» **Task brief**: Copy out every line of the data that has the word "FetchError" somewhere in it.
━━━━━━━━━━
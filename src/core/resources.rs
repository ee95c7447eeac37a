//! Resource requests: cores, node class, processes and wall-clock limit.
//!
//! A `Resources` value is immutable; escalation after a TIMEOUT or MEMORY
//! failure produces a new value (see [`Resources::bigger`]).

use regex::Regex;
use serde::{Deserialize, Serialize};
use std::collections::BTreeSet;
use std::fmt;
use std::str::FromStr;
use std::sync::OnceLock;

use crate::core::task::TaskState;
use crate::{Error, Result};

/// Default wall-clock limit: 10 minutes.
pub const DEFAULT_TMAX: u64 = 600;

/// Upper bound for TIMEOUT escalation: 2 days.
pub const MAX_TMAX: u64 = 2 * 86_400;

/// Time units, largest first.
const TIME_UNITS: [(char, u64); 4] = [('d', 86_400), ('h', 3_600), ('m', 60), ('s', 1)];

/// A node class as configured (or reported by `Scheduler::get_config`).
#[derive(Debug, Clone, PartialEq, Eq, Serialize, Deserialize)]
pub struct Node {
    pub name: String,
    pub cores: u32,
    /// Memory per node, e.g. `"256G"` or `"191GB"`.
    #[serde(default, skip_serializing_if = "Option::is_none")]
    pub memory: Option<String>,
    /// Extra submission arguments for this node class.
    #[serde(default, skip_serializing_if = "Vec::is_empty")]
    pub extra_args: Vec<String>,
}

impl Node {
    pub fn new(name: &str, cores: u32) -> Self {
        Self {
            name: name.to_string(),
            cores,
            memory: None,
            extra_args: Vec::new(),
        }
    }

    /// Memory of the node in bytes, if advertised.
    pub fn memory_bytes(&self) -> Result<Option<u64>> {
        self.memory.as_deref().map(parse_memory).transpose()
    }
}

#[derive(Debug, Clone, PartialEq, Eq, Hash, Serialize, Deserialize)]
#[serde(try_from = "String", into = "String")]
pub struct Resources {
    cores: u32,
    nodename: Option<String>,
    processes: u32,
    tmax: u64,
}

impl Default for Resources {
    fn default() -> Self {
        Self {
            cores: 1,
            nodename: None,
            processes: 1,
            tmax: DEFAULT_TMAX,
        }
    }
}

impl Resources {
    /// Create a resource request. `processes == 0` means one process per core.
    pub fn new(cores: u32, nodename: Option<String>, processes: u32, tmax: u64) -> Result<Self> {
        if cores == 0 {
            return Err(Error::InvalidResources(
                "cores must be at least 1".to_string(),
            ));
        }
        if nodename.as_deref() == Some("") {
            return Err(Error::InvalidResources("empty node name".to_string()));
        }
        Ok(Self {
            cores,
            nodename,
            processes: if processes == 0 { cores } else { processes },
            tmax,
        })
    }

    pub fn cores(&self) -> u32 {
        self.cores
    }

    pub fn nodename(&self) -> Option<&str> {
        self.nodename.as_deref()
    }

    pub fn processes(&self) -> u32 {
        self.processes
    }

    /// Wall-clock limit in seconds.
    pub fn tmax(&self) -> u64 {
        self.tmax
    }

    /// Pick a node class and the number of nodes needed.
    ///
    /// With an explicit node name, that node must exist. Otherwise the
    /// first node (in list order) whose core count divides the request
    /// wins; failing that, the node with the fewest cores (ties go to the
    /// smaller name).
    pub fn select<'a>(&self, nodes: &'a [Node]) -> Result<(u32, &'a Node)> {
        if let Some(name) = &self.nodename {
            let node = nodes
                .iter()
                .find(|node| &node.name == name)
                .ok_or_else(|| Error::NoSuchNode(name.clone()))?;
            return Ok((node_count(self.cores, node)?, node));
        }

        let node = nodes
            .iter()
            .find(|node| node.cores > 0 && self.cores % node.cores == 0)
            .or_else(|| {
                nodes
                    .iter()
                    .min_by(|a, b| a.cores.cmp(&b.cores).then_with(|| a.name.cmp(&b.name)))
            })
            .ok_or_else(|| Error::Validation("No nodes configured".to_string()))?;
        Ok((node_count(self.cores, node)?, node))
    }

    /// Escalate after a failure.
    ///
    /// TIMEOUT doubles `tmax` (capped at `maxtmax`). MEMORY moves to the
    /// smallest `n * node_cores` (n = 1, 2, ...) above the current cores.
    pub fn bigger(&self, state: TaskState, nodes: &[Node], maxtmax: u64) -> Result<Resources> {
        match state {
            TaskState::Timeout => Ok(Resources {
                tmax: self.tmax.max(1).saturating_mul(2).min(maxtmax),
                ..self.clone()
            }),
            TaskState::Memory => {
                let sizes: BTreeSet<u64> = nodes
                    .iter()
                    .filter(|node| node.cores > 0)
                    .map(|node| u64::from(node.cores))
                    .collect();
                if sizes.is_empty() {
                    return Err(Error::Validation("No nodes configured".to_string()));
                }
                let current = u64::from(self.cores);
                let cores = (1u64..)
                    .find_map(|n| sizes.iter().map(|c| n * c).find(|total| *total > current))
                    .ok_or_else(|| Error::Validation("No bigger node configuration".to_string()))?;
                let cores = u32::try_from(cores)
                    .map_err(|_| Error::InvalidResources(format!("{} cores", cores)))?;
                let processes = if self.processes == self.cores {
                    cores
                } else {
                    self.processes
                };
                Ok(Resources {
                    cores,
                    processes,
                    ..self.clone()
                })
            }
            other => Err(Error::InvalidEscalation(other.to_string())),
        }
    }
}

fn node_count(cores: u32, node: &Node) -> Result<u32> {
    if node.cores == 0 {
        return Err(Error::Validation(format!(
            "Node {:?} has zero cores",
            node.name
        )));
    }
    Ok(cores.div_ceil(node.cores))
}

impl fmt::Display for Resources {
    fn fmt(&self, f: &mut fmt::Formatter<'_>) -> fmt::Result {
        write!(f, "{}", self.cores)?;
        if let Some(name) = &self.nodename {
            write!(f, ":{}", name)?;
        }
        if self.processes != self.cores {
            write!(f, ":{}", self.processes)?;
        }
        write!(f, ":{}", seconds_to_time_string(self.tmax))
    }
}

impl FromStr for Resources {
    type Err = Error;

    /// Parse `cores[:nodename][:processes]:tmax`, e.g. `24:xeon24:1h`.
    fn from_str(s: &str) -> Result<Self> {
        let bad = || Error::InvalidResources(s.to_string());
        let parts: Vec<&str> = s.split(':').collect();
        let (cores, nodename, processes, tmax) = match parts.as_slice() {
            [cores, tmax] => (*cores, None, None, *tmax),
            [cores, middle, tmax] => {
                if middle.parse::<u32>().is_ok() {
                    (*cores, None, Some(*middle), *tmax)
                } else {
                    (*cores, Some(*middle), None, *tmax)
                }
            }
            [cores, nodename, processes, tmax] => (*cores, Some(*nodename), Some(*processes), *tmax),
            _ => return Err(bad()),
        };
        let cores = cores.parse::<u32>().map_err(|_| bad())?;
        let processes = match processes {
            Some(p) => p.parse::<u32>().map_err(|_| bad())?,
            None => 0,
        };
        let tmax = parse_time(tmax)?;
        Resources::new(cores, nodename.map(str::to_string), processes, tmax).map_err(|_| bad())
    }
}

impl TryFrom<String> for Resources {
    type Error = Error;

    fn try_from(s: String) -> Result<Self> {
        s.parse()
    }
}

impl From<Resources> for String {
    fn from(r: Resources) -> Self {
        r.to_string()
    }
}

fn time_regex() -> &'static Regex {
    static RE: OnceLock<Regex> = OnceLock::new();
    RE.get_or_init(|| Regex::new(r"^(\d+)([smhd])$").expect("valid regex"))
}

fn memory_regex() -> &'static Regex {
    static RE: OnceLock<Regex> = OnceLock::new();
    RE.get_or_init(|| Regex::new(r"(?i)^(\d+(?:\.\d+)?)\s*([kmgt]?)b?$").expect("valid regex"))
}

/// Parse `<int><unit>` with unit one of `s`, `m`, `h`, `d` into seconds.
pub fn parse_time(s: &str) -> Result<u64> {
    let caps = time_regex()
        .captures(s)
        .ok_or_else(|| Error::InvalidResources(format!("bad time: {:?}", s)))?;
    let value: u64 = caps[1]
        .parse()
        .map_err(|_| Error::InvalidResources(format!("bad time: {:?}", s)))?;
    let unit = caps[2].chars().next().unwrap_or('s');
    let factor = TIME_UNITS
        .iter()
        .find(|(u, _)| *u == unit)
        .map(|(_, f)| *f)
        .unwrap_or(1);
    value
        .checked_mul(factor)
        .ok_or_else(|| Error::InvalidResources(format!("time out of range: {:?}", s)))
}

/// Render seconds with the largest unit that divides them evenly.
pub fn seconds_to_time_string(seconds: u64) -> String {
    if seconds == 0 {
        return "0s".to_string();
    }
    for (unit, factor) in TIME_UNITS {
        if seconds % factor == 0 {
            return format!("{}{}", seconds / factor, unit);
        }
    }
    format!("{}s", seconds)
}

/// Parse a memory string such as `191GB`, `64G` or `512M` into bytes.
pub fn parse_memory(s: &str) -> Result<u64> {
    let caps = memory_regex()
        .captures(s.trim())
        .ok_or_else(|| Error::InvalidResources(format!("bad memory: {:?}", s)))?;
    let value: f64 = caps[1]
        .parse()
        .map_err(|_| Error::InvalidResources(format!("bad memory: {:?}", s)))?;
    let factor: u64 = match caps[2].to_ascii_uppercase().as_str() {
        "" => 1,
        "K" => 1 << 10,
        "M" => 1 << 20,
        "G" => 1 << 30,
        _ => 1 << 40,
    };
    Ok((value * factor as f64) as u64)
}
━━━━━━━━━━
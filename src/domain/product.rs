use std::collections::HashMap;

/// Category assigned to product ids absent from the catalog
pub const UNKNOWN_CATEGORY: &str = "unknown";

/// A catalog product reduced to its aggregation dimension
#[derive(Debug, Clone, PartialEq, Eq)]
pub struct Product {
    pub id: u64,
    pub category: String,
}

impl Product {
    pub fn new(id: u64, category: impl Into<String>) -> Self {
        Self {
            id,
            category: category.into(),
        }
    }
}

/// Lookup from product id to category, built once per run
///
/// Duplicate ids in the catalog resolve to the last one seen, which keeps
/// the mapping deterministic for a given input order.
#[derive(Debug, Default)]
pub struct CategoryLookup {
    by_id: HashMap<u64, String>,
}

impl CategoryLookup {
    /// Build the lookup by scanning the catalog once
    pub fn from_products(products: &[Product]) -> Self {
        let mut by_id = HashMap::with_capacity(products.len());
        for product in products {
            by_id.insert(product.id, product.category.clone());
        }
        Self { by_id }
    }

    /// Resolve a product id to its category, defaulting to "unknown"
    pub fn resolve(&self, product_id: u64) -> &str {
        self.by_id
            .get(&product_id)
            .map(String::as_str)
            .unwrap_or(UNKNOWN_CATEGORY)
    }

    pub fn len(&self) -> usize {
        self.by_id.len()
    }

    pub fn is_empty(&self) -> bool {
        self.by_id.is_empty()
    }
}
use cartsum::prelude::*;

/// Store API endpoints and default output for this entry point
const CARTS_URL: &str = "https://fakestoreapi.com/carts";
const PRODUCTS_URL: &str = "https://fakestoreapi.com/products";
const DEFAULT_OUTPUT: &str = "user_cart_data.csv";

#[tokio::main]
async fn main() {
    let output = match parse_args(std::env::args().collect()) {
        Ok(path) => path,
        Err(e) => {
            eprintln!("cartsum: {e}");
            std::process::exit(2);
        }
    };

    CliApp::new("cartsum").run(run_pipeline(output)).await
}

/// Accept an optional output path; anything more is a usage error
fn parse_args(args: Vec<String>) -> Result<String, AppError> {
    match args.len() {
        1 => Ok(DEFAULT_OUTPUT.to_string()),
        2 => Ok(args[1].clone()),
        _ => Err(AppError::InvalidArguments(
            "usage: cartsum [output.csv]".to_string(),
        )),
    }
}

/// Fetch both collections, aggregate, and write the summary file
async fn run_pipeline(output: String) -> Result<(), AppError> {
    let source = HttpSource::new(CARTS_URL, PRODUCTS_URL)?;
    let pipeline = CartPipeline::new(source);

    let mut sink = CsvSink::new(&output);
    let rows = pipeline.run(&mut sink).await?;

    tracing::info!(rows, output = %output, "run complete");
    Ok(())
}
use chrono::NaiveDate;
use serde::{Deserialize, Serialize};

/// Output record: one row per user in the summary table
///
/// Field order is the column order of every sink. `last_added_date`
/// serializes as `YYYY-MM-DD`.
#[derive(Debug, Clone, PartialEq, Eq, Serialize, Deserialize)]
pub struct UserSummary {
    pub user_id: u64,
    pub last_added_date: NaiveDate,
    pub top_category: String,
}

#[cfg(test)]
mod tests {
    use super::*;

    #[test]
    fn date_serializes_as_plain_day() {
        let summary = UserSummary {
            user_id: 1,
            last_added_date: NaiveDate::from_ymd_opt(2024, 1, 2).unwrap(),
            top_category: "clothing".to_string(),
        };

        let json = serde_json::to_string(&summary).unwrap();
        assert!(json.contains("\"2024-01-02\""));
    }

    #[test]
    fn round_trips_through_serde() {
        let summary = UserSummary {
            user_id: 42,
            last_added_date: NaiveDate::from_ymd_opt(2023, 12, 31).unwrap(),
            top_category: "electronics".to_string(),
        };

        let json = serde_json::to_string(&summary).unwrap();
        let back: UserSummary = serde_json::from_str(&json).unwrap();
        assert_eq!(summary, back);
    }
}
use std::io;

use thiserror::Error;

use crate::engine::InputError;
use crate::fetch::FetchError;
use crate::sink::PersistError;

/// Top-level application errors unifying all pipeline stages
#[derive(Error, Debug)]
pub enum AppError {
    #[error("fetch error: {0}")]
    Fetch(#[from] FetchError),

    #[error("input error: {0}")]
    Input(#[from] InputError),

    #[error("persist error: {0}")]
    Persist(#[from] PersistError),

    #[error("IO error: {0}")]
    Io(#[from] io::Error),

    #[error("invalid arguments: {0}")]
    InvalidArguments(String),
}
━━━━━━━━━━
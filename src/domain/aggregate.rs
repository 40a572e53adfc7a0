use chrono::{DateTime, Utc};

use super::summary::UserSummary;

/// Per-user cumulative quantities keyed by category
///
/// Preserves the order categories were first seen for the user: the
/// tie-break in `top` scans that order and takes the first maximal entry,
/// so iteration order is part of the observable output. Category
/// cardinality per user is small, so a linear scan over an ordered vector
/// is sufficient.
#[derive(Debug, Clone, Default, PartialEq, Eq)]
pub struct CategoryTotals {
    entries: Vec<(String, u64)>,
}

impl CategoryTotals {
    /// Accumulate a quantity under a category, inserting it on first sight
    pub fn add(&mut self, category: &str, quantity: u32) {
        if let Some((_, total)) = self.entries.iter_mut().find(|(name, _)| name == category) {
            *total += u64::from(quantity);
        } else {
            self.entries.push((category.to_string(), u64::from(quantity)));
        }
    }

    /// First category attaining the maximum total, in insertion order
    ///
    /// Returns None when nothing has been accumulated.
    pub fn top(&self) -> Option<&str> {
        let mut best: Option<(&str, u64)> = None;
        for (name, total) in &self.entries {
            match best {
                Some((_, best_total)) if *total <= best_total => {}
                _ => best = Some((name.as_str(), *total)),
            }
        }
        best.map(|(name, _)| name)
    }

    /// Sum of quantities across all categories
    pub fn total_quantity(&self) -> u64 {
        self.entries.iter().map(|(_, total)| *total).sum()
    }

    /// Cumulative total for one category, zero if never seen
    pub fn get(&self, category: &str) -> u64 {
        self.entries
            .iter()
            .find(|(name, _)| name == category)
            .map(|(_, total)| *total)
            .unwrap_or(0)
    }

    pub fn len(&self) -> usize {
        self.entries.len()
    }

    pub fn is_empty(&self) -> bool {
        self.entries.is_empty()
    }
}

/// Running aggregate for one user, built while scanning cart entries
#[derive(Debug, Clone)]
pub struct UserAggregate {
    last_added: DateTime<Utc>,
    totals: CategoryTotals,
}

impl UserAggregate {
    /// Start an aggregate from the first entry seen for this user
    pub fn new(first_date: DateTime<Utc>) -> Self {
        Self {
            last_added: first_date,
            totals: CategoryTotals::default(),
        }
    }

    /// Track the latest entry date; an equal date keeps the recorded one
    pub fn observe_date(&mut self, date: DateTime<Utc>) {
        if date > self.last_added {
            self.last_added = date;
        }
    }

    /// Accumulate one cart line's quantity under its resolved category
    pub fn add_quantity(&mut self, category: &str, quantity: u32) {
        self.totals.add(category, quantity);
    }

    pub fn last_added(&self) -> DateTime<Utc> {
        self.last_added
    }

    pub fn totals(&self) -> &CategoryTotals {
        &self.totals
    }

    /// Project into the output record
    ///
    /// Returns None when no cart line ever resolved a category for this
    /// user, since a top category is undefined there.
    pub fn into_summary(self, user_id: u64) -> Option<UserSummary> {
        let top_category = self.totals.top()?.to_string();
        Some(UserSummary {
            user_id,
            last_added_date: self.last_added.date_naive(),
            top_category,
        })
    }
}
━━━━━━━━━━
» **Answer to the problem**:
use crate::fetch::FetchError;
    Fetch(#[from] FetchError),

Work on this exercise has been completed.